§ Prompt:
When a line below contains the string "HeaderStrategy", show that line.

§ Information supplied:
use integration_tests::functions::disk;
use strata_domain::{DomainError, FunctionRegistry, LevelSet, LevelSetRecord};
use strata_metamodel::LinearTaylor;

#[test]
fn level_set_survives_json() {
    let mut registry = FunctionRegistry::new();
    registry.register(disk(0.0, 0.0));

    let function = registry.get("disk(0, 0)").expect("registered").clone();
    let mut set = LevelSet::new(function, 1.0).unwrap();
    set.set_upper_bound(vec![0.5, 0.5]).unwrap();

    let json = set.to_json().unwrap();
    assert!(json.contains(r#""function":"disk(0, 0)""#));

    let loaded = LevelSet::from_json(&json, &registry).unwrap();
    assert_eq!(loaded, set);
    assert!(loaded.contains(&[0.25, 0.25]).unwrap());
    assert!(!loaded.contains(&[0.75, 0.0]).unwrap());
}

#[test]
fn surrogate_level_set_survives_json() {
    let mut taylor = LinearTaylor::new(vec![0.5, 0.5], disk(0.0, 0.0)).unwrap();
    taylor.run().unwrap();
    let surface = taylor.response_surface().unwrap().clone();

    let mut registry = FunctionRegistry::new();
    registry.register(surface.clone());

    let set = LevelSet::new(surface, 0.25).unwrap();
    let loaded = LevelSet::from_json(&set.to_json().unwrap(), &registry).unwrap();

    assert_eq!(loaded, set);
}

#[test]
fn combined_set_needs_its_function_registered() {
    let left = LevelSet::new(disk(0.0, 0.0), 1.0).unwrap();
    let right = LevelSet::new(disk(1.0, 0.0), 4.0).unwrap();
    let union = left.join(&right).unwrap();

    let mut registry = FunctionRegistry::new();
    registry.register(left.function().clone());
    registry.register(right.function().clone());

    let json = union.to_json().unwrap();
    assert!(matches!(
        LevelSet::from_json(&json, &registry),
        Err(DomainError::UnknownFunction { .. })
    ));

    registry.register(union.function().clone());
    let loaded = LevelSet::from_json(&json, &registry).unwrap();
    assert_eq!(loaded, union);
    assert!(loaded.contains(&[2.5, 0.0]).unwrap());
}

#[test]
fn records_from_other_versions_are_rejected() {
    let mut registry = FunctionRegistry::new();
    registry.register(disk(0.0, 0.0));
    let set = LevelSet::new(registry.get("disk(0, 0)").unwrap().clone(), 1.0).unwrap();

    let mut value = serde_json::to_value(set.save()).unwrap();
    value["version"] = serde_json::json!(2);
    let record: LevelSetRecord = serde_json::from_value(value).unwrap();

    assert!(matches!(
        LevelSet::load(&record, &registry),
        Err(DomainError::UnsupportedVersion { version: 2 })
    ));
}
use super::{DuplicateGroup, Store, UpsertOutcome};
use crate::error::StoreError;
use crate::model::{CutoffRecord, EntityId, EntityKind, NaturalKey};
use async_trait::async_trait;
use sqlx::postgres::PgPoolOptions;
use sqlx::PgPool;

const SCHEMA: &str = include_str!("../../sql/schema.sql");

/// Natural-key columns, in key order
const KEY_COLUMNS: &str =
    "institution_id, program_id, counselling_type, year, round, category, quota, rank";

const KEY_MATCH: &str = "institution_id = $1 AND program_id = $2 AND counselling_type = $3 \
     AND year = $4 AND round = $5 AND category = $6 AND quota = $7 AND rank = $8";

#[derive(Debug, Clone)]
pub struct PgStore {
    pool: PgPool,
}

#[derive(Debug, sqlx::FromRow)]
struct DuplicateRow {
    institution_id: i64,
    program_id: i64,
    counselling_type: String,
    year: i32,
    round: i64,
    category: String,
    quota: String,
    rank: i64,
    seqs: Vec<i64>,
}

impl TryFrom<DuplicateRow> for DuplicateGroup {
    type Error = StoreError;

    fn try_from(row: DuplicateRow) -> Result<Self, Self::Error> {
        let narrow = |value: i64, column: &str| {
            u32::try_from(value)
                .map_err(|_| StoreError::Query(format!("{} out of range: {}", column, value)))
        };
        Ok(DuplicateGroup {
            key: NaturalKey {
                institution_id: EntityId(row.institution_id),
                program_id: EntityId(row.program_id),
                counselling_type: row.counselling_type,
                year: row.year,
                round: narrow(row.round, "round")?,
                category: row.category,
                quota: row.quota,
                rank: narrow(row.rank, "rank")?,
            },
            seqs: row.seqs,
        })
    }
}

impl PgStore {
    pub async fn connect(db_url: &str, max_connections: u32) -> Result<Self, StoreError> {
        let pool = PgPoolOptions::new()
            .max_connections(max_connections)
            .connect(db_url)
            .await
            .map_err(|e| StoreError::Unavailable(e.to_string()))?;
        Ok(Self { pool })
    }

    /// Create tables and indexes if missing
    pub async fn ensure_schema(&self) -> Result<(), StoreError> {
        sqlx::raw_sql(SCHEMA).execute(&self.pool).await?;
        Ok(())
    }
}

#[async_trait]
impl Store for PgStore {
    async fn find_entity(
        &self,
        kind: EntityKind,
        name: &str,
    ) -> Result<Option<EntityId>, StoreError> {
        let sql = format!("SELECT id FROM {} WHERE name = $1", kind.table());
        let row: Option<(i64,)> = sqlx::query_as(&sql)
            .bind(name)
            .fetch_optional(&self.pool)
            .await?;
        Ok(row.map(|(id,)| EntityId(id)))
    }

    async fn insert_entity(&self, kind: EntityKind, name: &str) -> Result<EntityId, StoreError> {
        // DO UPDATE (not DO NOTHING) so RETURNING yields the winner's id on conflict
        let sql = format!(
            "INSERT INTO {} (name) VALUES ($1) \
             ON CONFLICT (name) DO UPDATE SET name = EXCLUDED.name \
             RETURNING id",
            kind.table()
        );
        let (id,): (i64,) = sqlx::query_as(&sql)
            .bind(name)
            .fetch_one(&self.pool)
            .await?;
        Ok(EntityId(id))
    }

    async fn upsert_cutoff(&self, record: &CutoffRecord) -> Result<UpsertOutcome, StoreError> {
        let key = &record.key;
        let source = &record.provenance;
        let mut tx = self.pool.begin().await?;

        sqlx::query("SELECT pg_advisory_xact_lock(hashtextextended($1, 0))")
            .bind(key.to_string())
            .execute(&mut *tx)
            .await?;

        let update = format!(
            "UPDATE cutoffs SET source_file = $9, source_row = $10, source_column = $11, \
             import_run = $12, imported_at = $13 WHERE {}",
            KEY_MATCH
        );
        let updated = sqlx::query(&update)
            .bind(key.institution_id.0)
            .bind(key.program_id.0)
            .bind(&key.counselling_type)
            .bind(key.year)
            .bind(i64::from(key.round))
            .bind(&key.category)
            .bind(&key.quota)
            .bind(i64::from(key.rank))
            .bind(&source.source_file)
            .bind(source.source_row as i64)
            .bind(source.source_column as i64)
            .bind(source.import_run)
            .bind(source.imported_at)
            .execute(&mut *tx)
            .await?
            .rows_affected();

        let outcome = if updated > 0 {
            UpsertOutcome::Replaced
        } else {
            let insert = format!(
                "INSERT INTO cutoffs ({}, source_file, source_row, source_column, import_run, imported_at) \
                 VALUES ($1, $2, $3, $4, $5, $6, $7, $8, $9, $10, $11, $12, $13)",
                KEY_COLUMNS
            );
            sqlx::query(&insert)
                .bind(key.institution_id.0)
                .bind(key.program_id.0)
                .bind(&key.counselling_type)
                .bind(key.year)
                .bind(i64::from(key.round))
                .bind(&key.category)
                .bind(&key.quota)
                .bind(i64::from(key.rank))
                .bind(&source.source_file)
                .bind(source.source_row as i64)
                .bind(source.source_column as i64)
                .bind(source.import_run)
                .bind(source.imported_at)
                .execute(&mut *tx)
                .await?;
            UpsertOutcome::Inserted
        };

        tx.commit().await?;
        Ok(outcome)
    }

    async fn duplicate_groups(&self) -> Result<Vec<DuplicateGroup>, StoreError> {
        let sql = format!(
            "SELECT {cols}, array_agg(seq ORDER BY seq) AS seqs \
             FROM cutoffs GROUP BY {cols} HAVING COUNT(*) > 1 \
             ORDER BY {cols}",
            cols = KEY_COLUMNS
        );
        let rows: Vec<DuplicateRow> = sqlx::query_as(&sql).fetch_all(&self.pool).await?;
        rows.into_iter().map(DuplicateGroup::try_from).collect()
    }

    async fn delete_cutoffs(&self, seqs: &[i64]) -> Result<u64, StoreError> {
        let mut tx = self.pool.begin().await?;
        let deleted = sqlx::query("DELETE FROM cutoffs WHERE seq = ANY($1)")
            .bind(seqs)
            .execute(&mut *tx)
            .await?
            .rows_affected();

        if deleted != seqs.len() as u64 {
            tx.rollback().await?;
            return Err(StoreError::Integrity(format!(
                "planned to delete {} records, statement matched {}",
                seqs.len(),
                deleted
            )));
        }

        tx.commit().await?;
        Ok(deleted)
    }

    async fn cutoff_count(&self) -> Result<u64, StoreError> {
        let (count,): (i64,) = sqlx::query_as("SELECT COUNT(*) FROM cutoffs")
            .fetch_one(&self.pool)
            .await?;
        Ok(count as u64)
    }

    async fn entity_count(&self, kind: EntityKind) -> Result<u64, StoreError> {
        let sql = format!("SELECT COUNT(*) FROM {}", kind.table());
        let (count,): (i64,) = sqlx::query_as(&sql).fetch_one(&self.pool).await?;
        Ok(count as u64)
    }
}
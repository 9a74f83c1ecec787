//! Column-header extraction
//!
//! Row 0 of every column names the institution, usually followed by its
//! location ("Example Medical College, City, State"). Exports differ in how
//! much of the header is the name, so the strategy is picked per counselling
//! type from the import rules.

use serde::Deserialize;

fn default_delimiter() -> char {
    ','
}

#[derive(Debug, Clone, PartialEq, Eq, Deserialize)]
#[serde(tag = "kind", rename_all = "snake_case")]
pub enum HeaderStrategy {
    /// Text preceding the first delimiter
    LeadingSegment {
        #[serde(default = "default_delimiter")]
        delimiter: char,
    },
    /// The entire (normalized) header
    WholeCell,
}

impl Default for HeaderStrategy {
    fn default() -> Self {
        HeaderStrategy::LeadingSegment {
            delimiter: default_delimiter(),
        }
    }
}

impl HeaderStrategy {
    /// Extract the institution name from an already normalized header.
    /// Returns `None` when nothing usable remains.
    pub fn institution_name(&self, header: &str) -> Option<String> {
        let name = match self {
            HeaderStrategy::LeadingSegment { delimiter } => {
                header.split(*delimiter).next().unwrap_or("")
            }
            HeaderStrategy::WholeCell => header,
        };
        let name = name.split_whitespace().collect::<Vec<_>>().join(" ");
        if name.is_empty() {
            None
        } else {
            Some(name)
        }
    }
}
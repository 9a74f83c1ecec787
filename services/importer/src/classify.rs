//! Row Classifier - decides what a normalized cell means
//!
//! Rule-sets are evaluated in a fixed order so ambiguous tokens resolve the
//! same way every time: Program, Category, Quota, Rank. Anything else is
//! Unknown. Some quota-scheme labels look like categories or contain degree
//! names, so Program and Category win over Quota.

use crate::config::ClassifierRules;
use crate::error::ConfigError;
use regex::{RegexSet, RegexSetBuilder};
use std::collections::HashSet;

#[derive(Debug, Clone, Copy, PartialEq, Eq, Hash)]
pub enum RowKind {
    Program,
    Category,
    Quota,
    Rank,
    Unknown,
}

/// Value carried by a classified row
#[derive(Debug, Clone, PartialEq)]
pub enum RowValue {
    Text(String),
    /// Native numeric spreadsheet cell
    Number(f64),
}

#[derive(Debug, Clone, PartialEq)]
pub struct ClassifiedRow {
    pub kind: RowKind,
    pub value: RowValue,
    pub row: usize,
}

impl ClassifiedRow {
    pub fn text(&self) -> Option<&str> {
        match &self.value {
            RowValue::Text(text) => Some(text),
            RowValue::Number(_) => None,
        }
    }

    /// Rank as a non-negative integer, `None` if it does not fit
    pub fn rank(&self) -> Option<u32> {
        match &self.value {
            RowValue::Text(text) => text.parse().ok(),
            RowValue::Number(n) => {
                if n.is_finite() && *n >= 0.0 && n.fract() == 0.0 && *n <= u32::MAX as f64 {
                    Some(*n as u32)
                } else {
                    None
                }
            }
        }
    }
}

#[derive(Debug)]
pub struct RowClassifier {
    programs: RegexSet,
    categories: HashSet<String>,
    quota_markers: Vec<String>,
}

impl RowClassifier {
    pub fn new(rules: &ClassifierRules) -> Result<Self, ConfigError> {
        let programs = RegexSetBuilder::new(&rules.program_patterns)
            .case_insensitive(true)
            .build()
            .map_err(|source| ConfigError::Pattern {
                pattern: rules.program_patterns.join(" | "),
                source,
            })?;

        Ok(Self {
            programs,
            categories: rules.category_tokens.iter().map(|t| canonical(t)).collect(),
            quota_markers: rules.quota_markers.iter().map(|m| canonical(m)).collect(),
        })
    }

    /// Total: every string maps to exactly one kind
    pub fn classify(&self, text: &str) -> RowKind {
        let trimmed = text.trim();
        if trimmed.is_empty() {
            return RowKind::Unknown;
        }

        if self.programs.is_match(trimmed) {
            return RowKind::Program;
        }

        let label = canonical(trimmed);
        if self.categories.contains(&label) {
            return RowKind::Category;
        }
        if self.quota_markers.iter().any(|m| label.contains(m.as_str())) {
            return RowKind::Quota;
        }

        if trimmed.bytes().all(|b| b.is_ascii_digit()) {
            return RowKind::Rank;
        }

        RowKind::Unknown
    }

    /// Category and quota labels carry their canonical form, so spacing and
    /// case differences between exports map to the same natural key
    pub fn classify_text(&self, text: String, row: usize) -> ClassifiedRow {
        let kind = self.classify(&text);
        let value = match kind {
            RowKind::Category | RowKind::Quota => canonical(&text),
            _ => text.trim().to_string(),
        };
        ClassifiedRow {
            kind,
            value: RowValue::Text(value),
            row,
        }
    }

    /// Numeric cells can only ever be ranks
    pub fn classify_number(&self, value: f64, row: usize) -> ClassifiedRow {
        ClassifiedRow {
            kind: RowKind::Rank,
            value: RowValue::Number(value),
            row,
        }
    }
}

/// Upper-case, single-spaced form used for vocabulary lookups
fn canonical(text: &str) -> String {
    text.split_whitespace()
        .collect::<Vec<_>>()
        .join(" ")
        .to_uppercase()
}
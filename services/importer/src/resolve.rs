//! Entity Resolver - find-or-create for institutions and programs
//!
//! Names are normalized (trimmed, inner whitespace collapsed) and matched
//! exactly. Lookup-then-create runs under one lock so concurrent column
//! workers never create the same entity twice; the store's unique name
//! constraint covers other processes.

use crate::error::ResolveError;
use crate::model::{EntityId, EntityKind};
use crate::store::Store;
use std::collections::HashMap;
use std::sync::Arc;
use tokio::sync::Mutex;

#[derive(Debug, Clone, Copy, PartialEq, Eq)]
pub struct Resolved {
    pub id: EntityId,
    /// This call created the entity
    pub created: bool,
}

pub struct EntityResolver {
    store: Arc<dyn Store>,
    known: Mutex<HashMap<(EntityKind, String), EntityId>>,
}

pub fn normalize_name(raw: &str) -> String {
    raw.split_whitespace().collect::<Vec<_>>().join(" ")
}

impl EntityResolver {
    pub fn new(store: Arc<dyn Store>) -> Self {
        Self {
            store,
            known: Mutex::new(HashMap::new()),
        }
    }

    pub async fn resolve(&self, kind: EntityKind, raw_name: &str) -> Result<Resolved, ResolveError> {
        let name = normalize_name(raw_name);
        if name.is_empty() {
            return Err(ResolveError::EmptyName(kind));
        }

        let mut known = self.known.lock().await;
        if let Some(id) = known.get(&(kind, name.clone())) {
            return Ok(Resolved {
                id: *id,
                created: false,
            });
        }

        let resolved = match self.store.find_entity(kind, &name).await? {
            Some(id) => Resolved { id, created: false },
            None => {
                let id = self.store.insert_entity(kind, &name).await?;
                tracing::debug!(%kind, name = %name, id = %id, "created entity");
                Resolved { id, created: true }
            }
        };
        known.insert((kind, name), resolved.id);
        Ok(resolved)
    }
}
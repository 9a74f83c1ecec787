//! Core records flowing through the import pipeline
//!
//! RawCell -> ClassifiedRow -> HierarchyState -> CandidateRecord -> CutoffRecord

use chrono::{DateTime, Utc};
use serde::{Deserialize, Serialize};
use std::fmt;
use uuid::Uuid;

/// File-level metadata recovered from the filename
#[derive(Debug, Clone, PartialEq, Eq, Hash, Serialize, Deserialize)]
pub struct ImportContext {
    pub counselling_type: String,
    pub year: i32,
    pub round: u32,
}

/// Stable identifier of an institution or program
#[derive(Debug, Clone, Copy, PartialEq, Eq, Hash, PartialOrd, Ord, Serialize, Deserialize)]
pub struct EntityId(pub i64);

impl fmt::Display for EntityId {
    fn fmt(&self, f: &mut fmt::Formatter<'_>) -> fmt::Result {
        write!(f, "{}", self.0)
    }
}

#[derive(Debug, Clone, Copy, PartialEq, Eq, Hash, Serialize, Deserialize)]
#[serde(rename_all = "snake_case")]
pub enum EntityKind {
    Institution,
    Program,
}

impl EntityKind {
    pub fn table(self) -> &'static str {
        match self {
            EntityKind::Institution => "institutions",
            EntityKind::Program => "programs",
        }
    }
}

impl fmt::Display for EntityKind {
    fn fmt(&self, f: &mut fmt::Formatter<'_>) -> fmt::Result {
        match self {
            EntityKind::Institution => f.write_str("institution"),
            EntityKind::Program => f.write_str("program"),
        }
    }
}

/// Canonical institution or program row.
///
/// Location and type attributes are unknown at import time and stay `None`
/// until another collaborator fills them in.
#[derive(Debug, Clone, PartialEq, Serialize)]
pub struct Entity {
    pub id: EntityId,
    pub kind: EntityKind,
    pub name: String,
    pub city: Option<String>,
    pub state: Option<String>,
    pub category: Option<String>,
}

/// Flat record synthesized from one rank row and the hierarchy above it
#[derive(Debug, Clone, PartialEq, Eq)]
pub struct CandidateRecord {
    pub institution_name: String,
    pub program_name: String,
    pub category: String,
    pub quota: String,
    pub rank: u32,
    pub context: ImportContext,
    /// 0-based row of the rank cell in the sheet
    pub source_row: usize,
    pub source_column: usize,
}

/// Identity of a logical cutoff record, independent of when it was imported
#[derive(Debug, Clone, PartialEq, Eq, Hash, PartialOrd, Ord, Serialize)]
pub struct NaturalKey {
    pub institution_id: EntityId,
    pub program_id: EntityId,
    pub counselling_type: String,
    pub year: i32,
    pub round: u32,
    pub category: String,
    pub quota: String,
    pub rank: u32,
}

impl fmt::Display for NaturalKey {
    fn fmt(&self, f: &mut fmt::Formatter<'_>) -> fmt::Result {
        write!(
            f,
            "{}|{}|{}|{}|{}|{}|{}|{}",
            self.institution_id,
            self.program_id,
            self.counselling_type,
            self.year,
            self.round,
            self.category,
            self.quota,
            self.rank
        )
    }
}

/// Where and when a cutoff record was written
#[derive(Debug, Clone, PartialEq)]
pub struct Provenance {
    pub source_file: String,
    pub source_row: usize,
    pub source_column: usize,
    pub import_run: Uuid,
    pub imported_at: DateTime<Utc>,
}

/// Fully resolved record as persisted
#[derive(Debug, Clone, PartialEq)]
pub struct CutoffRecord {
    pub key: NaturalKey,
    pub provenance: Provenance,
}

impl CutoffRecord {
    pub fn new(
        candidate: &CandidateRecord,
        institution_id: EntityId,
        program_id: EntityId,
        source_file: &str,
        import_run: Uuid,
        imported_at: DateTime<Utc>,
    ) -> Self {
        Self {
            key: NaturalKey {
                institution_id,
                program_id,
                counselling_type: candidate.context.counselling_type.clone(),
                year: candidate.context.year,
                round: candidate.context.round,
                category: candidate.category.clone(),
                quota: candidate.quota.clone(),
                rank: candidate.rank,
            },
            provenance: Provenance {
                source_file: source_file.to_string(),
                source_row: candidate.source_row,
                source_column: candidate.source_column,
                import_run,
                imported_at,
            },
        }
    }
}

§ Response below:
pub enum HeaderStrategy {
impl Default for HeaderStrategy {
        HeaderStrategy::LeadingSegment {
impl HeaderStrategy {
            HeaderStrategy::LeadingSegment { delimiter } => {
            HeaderStrategy::WholeCell => header,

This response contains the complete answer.